> **TASK TO CARRY OUT**: Return, unaltered, every line from the beginning of the material below up to and including the one with "#[derive(Debug, Clone)]".

> **MATERIAL TO PROCESS**:
--- START ---

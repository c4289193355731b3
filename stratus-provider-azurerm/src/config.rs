//! Provider configuration
//!
//! Built from the provider block's attributes, falling back to the
//! `ARM_SUBSCRIPTION_ID` and `ARM_ENDPOINT` environment variables.

use std::collections::HashMap;
use std::time::Duration;

use stratus_core::provider::{ProviderError, ProviderResult};
use stratus_core::resource::{Attributes, Value};

pub const DEFAULT_ENDPOINT: &str = "https://management.azure.com";

const ENV_SUBSCRIPTION_ID: &str = "ARM_SUBSCRIPTION_ID";
const ENV_ENDPOINT: &str = "ARM_ENDPOINT";

/// Time bound of each lifecycle operation
#[derive(Debug, Clone, Copy, PartialEq, Eq)]
pub struct Timeouts {
    pub create: Duration,
    pub read: Duration,
    pub update: Duration,
    pub delete: Duration,
}

impl Default for Timeouts {
    fn default() -> Self {
        Self {
            create: minutes(30),
            read: minutes(5),
            update: minutes(30),
            delete: minutes(30),
        }
    }
}

impl Timeouts {
    /// Override defaults from a map of operation name to minutes
    fn with_overrides(mut self, overrides: &HashMap<String, Value>) -> ProviderResult<Self> {
        for (operation, value) in overrides {
            let mins = value
                .as_int()
                .filter(|m| *m > 0)
                .ok_or_else(|| {
                    ProviderError::invalid_config(format!(
                        "timeouts.{} must be a positive number of minutes",
                        operation
                    ))
                })?;
            let bound = minutes(mins as u64);
            match operation.as_str() {
                "create" => self.create = bound,
                "read" => self.read = bound,
                "update" => self.update = bound,
                "delete" => self.delete = bound,
                other => {
                    return Err(ProviderError::invalid_config(format!(
                        "unknown timeout '{}', expected create, read, update or delete",
                        other
                    )));
                }
            }
        }
        Ok(self)
    }
}

fn minutes(n: u64) -> Duration {
    Duration::from_secs(n * 60)
}

#[derive(Debug, Clone)]
pub struct ProviderConfig {
    pub subscription_id: String,
    /// Resource Manager base URL
    pub endpoint: String,
    pub timeouts: Timeouts,
    /// Interval between polls of a long-running operation without Retry-After
    pub operation_poll_interval: Duration,
    /// Consecutive not-found reads required before a dedicated host counts as deleted
    pub dedicated_host_delete_confirmations: u32,
    pub dedicated_host_delete_poll_interval: Duration,
}

impl ProviderConfig {
    pub fn new(subscription_id: impl Into<String>) -> Self {
        Self {
            subscription_id: subscription_id.into(),
            endpoint: DEFAULT_ENDPOINT.to_string(),
            timeouts: Timeouts::default(),
            operation_poll_interval: Duration::from_secs(5),
            dedicated_host_delete_confirmations: 20,
            dedicated_host_delete_poll_interval: Duration::from_secs(10),
        }
    }

    pub fn from_attributes(attributes: &HashMap<String, Value>) -> ProviderResult<Self> {
        Self::from_attributes_with_env(attributes, |key| std::env::var(key).ok())
    }

    pub fn from_attributes_with_env(
        attributes: &HashMap<String, Value>,
        env: impl Fn(&str) -> Option<String>,
    ) -> ProviderResult<Self> {
        let subscription_id = attributes
            .get_str("subscription_id")
            .map(str::to_string)
            .or_else(|| env(ENV_SUBSCRIPTION_ID))
            .filter(|s| !s.is_empty())
            .ok_or_else(|| {
                ProviderError::invalid_config(format!(
                    "subscription_id must be set in the provider block or via {}",
                    ENV_SUBSCRIPTION_ID
                ))
            })?;

        let mut config = Self::new(subscription_id);

        if let Some(endpoint) = attributes
            .get_str("endpoint")
            .map(str::to_string)
            .or_else(|| env(ENV_ENDPOINT))
        {
            config.endpoint = endpoint.trim_end_matches('/').to_string();
        }

        if let Some(overrides) = attributes.get_map("timeouts") {
            config.timeouts = config.timeouts.with_overrides(overrides)?;
        }

        if let Some(secs) = positive_int(attributes, "operation_poll_interval_seconds")? {
            config.operation_poll_interval = Duration::from_secs(secs);
        }
        if let Some(count) = positive_int(attributes, "dedicated_host_delete_confirmations")? {
            config.dedicated_host_delete_confirmations = u32::try_from(count).map_err(|_| {
                ProviderError::invalid_config("dedicated_host_delete_confirmations is too large")
            })?;
        }
        if let Some(secs) = positive_int(attributes, "dedicated_host_delete_poll_interval_seconds")? {
            config.dedicated_host_delete_poll_interval = Duration::from_secs(secs);
        }

        Ok(config)
    }
}

fn positive_int(attributes: &HashMap<String, Value>, key: &str) -> ProviderResult<Option<u64>> {
    match attributes.get(key) {
        None => Ok(None),
        Some(Value::Int(n)) if *n > 0 => Ok(Some(*n as u64)),
        Some(_) => Err(ProviderError::invalid_config(format!(
            "{} must be a positive integer",
            key
        ))),
    }
}
//! Stratus Core
//!
//! Provider-agnostic building blocks for managing cloud resources:
//! identifiers, attribute schemas, named locks and completion pollers.

pub mod identifier;
pub mod lock;
pub mod poller;
pub mod provider;
pub mod resource;
pub mod schema;
//! Azure Resource Manager Provider implementation
//!
//! Dispatches each operation to the handler registered for the resource
//! type and bounds it by the configured per-operation timeout. Every error
//! leaving this module names the resource it concerns.

use std::collections::HashMap;
use std::sync::Arc;

use stratus_core::poller::with_timeout;
use stratus_core::provider::{ProviderError, ProviderResult};
use stratus_core::resource::{Resource, ResourceId, State};

use crate::arm::{ArmClient, TokenCredential};
use crate::client::ManagementClient;
use crate::config::ProviderConfig;
use crate::lifecycle::{ProviderContext, ResourceHandler};
use crate::resources::handlers;

/// Azure Resource Manager Provider
pub struct AzurermProvider {
    ctx: ProviderContext,
    handlers: HashMap<&'static str, Arc<dyn ResourceHandler>>,
}

impl AzurermProvider {
    /// Create a provider over an arbitrary management client
    pub fn new(config: ProviderConfig, client: Arc<dyn ManagementClient>) -> Self {
        Self {
            ctx: ProviderContext::new(client, config),
            handlers: handlers(),
        }
    }

    /// Create a provider talking to the configured Resource Manager endpoint
    pub fn with_credential(
        config: ProviderConfig,
        credential: Arc<dyn TokenCredential>,
    ) -> ProviderResult<Self> {
        let client = ArmClient::new(config.endpoint.clone(), credential)
            .map_err(|e| ProviderError::from(e).context("building Resource Manager client"))?;
        log::debug!(
            "Resource Manager client for subscription {} at {}",
            config.subscription_id,
            config.endpoint
        );
        Ok(Self::new(config, Arc::new(client)))
    }

    pub fn config(&self) -> &ProviderConfig {
        &self.ctx.config
    }

    pub fn context(&self) -> &ProviderContext {
        &self.ctx
    }

    fn handler(&self, id: &ResourceId) -> ProviderResult<&Arc<dyn ResourceHandler>> {
        self.handlers.get(id.resource_type.as_str()).ok_or_else(|| {
            ProviderError::unsupported(format!("Unknown resource type: {}", id.resource_type))
                .for_resource(id.clone())
        })
    }

    // =========================================================================
    // Resource Operations
    // =========================================================================

    /// Read a resource; without an identifier it has never been created
    pub async fn read_resource(
        &self,
        id: &ResourceId,
        identifier: Option<&str>,
    ) -> ProviderResult<State> {
        let handler = self.handler(id)?;
        let Some(identifier) = identifier else {
            return Ok(State::not_found(id.clone()));
        };

        with_timeout(
            "read",
            id,
            self.ctx.config.timeouts.read,
            handler.read(&self.ctx, id, identifier),
        )
        .await
        .map_err(|e| e.for_resource(id.clone()))
    }

    pub async fn create_resource(&self, resource: &Resource) -> ProviderResult<State> {
        let id = &resource.id;
        let handler = self.handler(id)?;
        with_timeout(
            "creation",
            id,
            self.ctx.config.timeouts.create,
            handler.create(&self.ctx, resource),
        )
        .await
        .map_err(|e| e.for_resource(id.clone()))
    }

    pub async fn update_resource(
        &self,
        id: &ResourceId,
        identifier: &str,
        to: &Resource,
    ) -> ProviderResult<State> {
        let handler = self.handler(id)?;
        with_timeout(
            "update",
            id,
            self.ctx.config.timeouts.update,
            handler.update(&self.ctx, id, identifier, to),
        )
        .await
        .map_err(|e| e.for_resource(id.clone()))
    }

    pub async fn delete_resource(&self, id: &ResourceId, identifier: &str) -> ProviderResult<()> {
        let handler = self.handler(id)?;
        with_timeout(
            "deletion",
            id,
            self.ctx.config.timeouts.delete,
            handler.delete(&self.ctx, id, identifier),
        )
        .await
        .map_err(|e| e.for_resource(id.clone()))
    }

    pub fn upgrade_resource_state(&self, state: State, from_version: u32) -> ProviderResult<State> {
        let id = state.id.clone();
        let handler = self.handler(&id)?;
        handler
            .upgrade_state(state, from_version)
            .map_err(|e| e.for_resource(id))
    }
}

#[cfg(test)]
mod tests {
    use super::*;
    use std::time::Duration;

    use serde_json::json;
    use stratus_core::lock::LockKey;
    use stratus_core::provider::ErrorKind;
    use stratus_core::resource::Attributes;

    use crate::resources::NETWORK_INTERFACE_LOCK;
    use crate::testing::{FakeClient, SUBSCRIPTION};

    const NIC: &str = "/subscriptions/0000/resourceGroups/rg1/providers/Microsoft.Network/networkInterfaces/nic1";
    const ASG: &str = "/subscriptions/0000/resourceGroups/rg1/providers/Microsoft.Network/applicationSecurityGroups/asg1";
    const DISK_ACCESS: &str = "/subscriptions/0000/resourceGroups/rg1/providers/Microsoft.Compute/diskAccesses/da1";

    fn provider(client: Arc<FakeClient>) -> AzurermProvider {
        let mut config = ProviderConfig::new(SUBSCRIPTION);
        config.operation_poll_interval = Duration::from_millis(10);
        config.timeouts.create = Duration::from_secs(60);
        AzurermProvider::new(config, client)
    }

    fn disk_access() -> Resource {
        Resource::new("disk_access", "example")
            .with_attribute("name", "da1")
            .with_attribute("resource_group_name", "rg1")
            .with_attribute("location", "westeurope")
    }

    fn nic() -> serde_json::Value {
        json!({
            "id": NIC,
            "properties": {
                "ipConfigurations": [{ "name": "internal", "properties": {} }]
            }
        })
    }

    #[tokio::test]
    async fn read_without_identifier_is_not_found() {
        let client = Arc::new(FakeClient::new());
        let provider = provider(client.clone());

        let state = provider
            .read_resource(&ResourceId::new("disk_access", "example"), None)
            .await
            .unwrap();
        assert!(!state.exists);
        assert!(client.calls().is_empty());
    }

    #[tokio::test]
    async fn unknown_type_is_unsupported() {
        let provider = provider(Arc::new(FakeClient::new()));
        let err = provider
            .create_resource(&Resource::new("virtual_machine", "vm"))
            .await
            .unwrap_err();
        assert_eq!(err.kind, ErrorKind::Unsupported);
        assert_eq!(err.resource_id, Some(ResourceId::new("virtual_machine", "vm")));
    }

    #[tokio::test]
    async fn errors_name_the_resource() {
        let client = Arc::new(FakeClient::new());
        client.insert(DISK_ACCESS, json!({ "id": DISK_ACCESS }));
        let provider = provider(client);

        let err = provider.create_resource(&disk_access()).await.unwrap_err();
        assert_eq!(err.kind, ErrorKind::ImportCollision);
        assert!(err.to_string().starts_with("[disk_access.example] "));
        assert!(err.message.contains(DISK_ACCESS));
    }

    #[tokio::test]
    async fn lifecycle_round_trip() {
        let client = Arc::new(FakeClient::new());
        let provider = provider(client.clone());
        let id = ResourceId::new("disk_access", "example");

        let created = provider.create_resource(&disk_access()).await.unwrap();
        let identifier = created.identifier.clone().unwrap();
        assert_eq!(identifier, DISK_ACCESS);

        let read = provider.read_resource(&id, Some(&identifier)).await.unwrap();
        assert_eq!(read.get_str("location"), Some("westeurope"));

        provider.delete_resource(&id, &identifier).await.unwrap();
        let gone = provider.read_resource(&id, Some(&identifier)).await.unwrap();
        assert!(!gone.exists);
    }

    #[tokio::test(start_paused = true)]
    async fn timeout_releases_parent_lock() {
        let client = Arc::new(FakeClient::new().with_put_delay(Duration::from_secs(3600)));
        client.insert(NIC, nic());
        let provider = provider(client);

        let association = Resource::new(
            "network_interface_application_security_group_association",
            "example",
        )
        .with_attribute("network_interface_id", NIC)
        .with_attribute("application_security_group_id", ASG);

        let err = provider.create_resource(&association).await.unwrap_err();
        assert_eq!(err.kind, ErrorKind::Timeout);
        assert_eq!(
            err.to_string(),
            "[network_interface_application_security_group_association.example] creation did not complete within 1m"
        );
        assert!(
            provider
                .context()
                .locks
                .try_acquire(LockKey::new(NETWORK_INTERFACE_LOCK, "nic1"))
                .is_some()
        );
    }

    #[test]
    fn upgrade_dispatches_to_handler() {
        let provider = provider(Arc::new(FakeClient::new()));
        let mut attributes = HashMap::new();
        attributes.insert("network_interface_id".to_string(), NIC.into());
        attributes.insert("application_security_group_id".to_string(), ASG.into());
        attributes.insert("ip_configuration_name".to_string(), "internal".into());
        let state = State::existing(
            ResourceId::new("network_interface_application_security_group_association", "example"),
            attributes,
        );

        let upgraded = provider.upgrade_resource_state(state, 0).unwrap();
        assert_eq!(upgraded.identifier, Some(format!("{}|{}", NIC, ASG)));
        assert!(upgraded.get_str("ip_configuration_name").is_none());
    }
}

--- END ---

> **RESPONSE TO THE TASK**:
repository c4289193355731b3
filename stratus-provider-azurerm/src/config.rs
//! Provider configuration
//!
//! Built from the provider block's attributes, falling back to the
//! `ARM_SUBSCRIPTION_ID` and `ARM_ENDPOINT` environment variables.

use std::collections::HashMap;
use std::time::Duration;

use stratus_core::provider::{ProviderError, ProviderResult};
use stratus_core::resource::{Attributes, Value};

pub const DEFAULT_ENDPOINT: &str = "https://management.azure.com";

const ENV_SUBSCRIPTION_ID: &str = "ARM_SUBSCRIPTION_ID";
const ENV_ENDPOINT: &str = "ARM_ENDPOINT";

/// Time bound of each lifecycle operation
#[derive(Debug, Clone, Copy, PartialEq, Eq)]
pub struct Timeouts {
    pub create: Duration,
    pub read: Duration,
    pub update: Duration,
    pub delete: Duration,
}

impl Default for Timeouts {
    fn default() -> Self {
        Self {
            create: minutes(30),
            read: minutes(5),
            update: minutes(30),
            delete: minutes(30),
        }
    }
}

impl Timeouts {
    /// Override defaults from a map of operation name to minutes
    fn with_overrides(mut self, overrides: &HashMap<String, Value>) -> ProviderResult<Self> {
        for (operation, value) in overrides {
            let mins = value
                .as_int()
                .filter(|m| *m > 0)
                .ok_or_else(|| {
                    ProviderError::invalid_config(format!(
                        "timeouts.{} must be a positive number of minutes",
                        operation
                    ))
                })?;
            let bound = minutes(mins as u64);
            match operation.as_str() {
                "create" => self.create = bound,
                "read" => self.read = bound,
                "update" => self.update = bound,
                "delete" => self.delete = bound,
                other => {
                    return Err(ProviderError::invalid_config(format!(
                        "unknown timeout '{}', expected create, read, update or delete",
                        other
                    )));
                }
            }
        }
        Ok(self)
    }
}

fn minutes(n: u64) -> Duration {
    Duration::from_secs(n * 60)
}

#[derive(Debug, Clone)]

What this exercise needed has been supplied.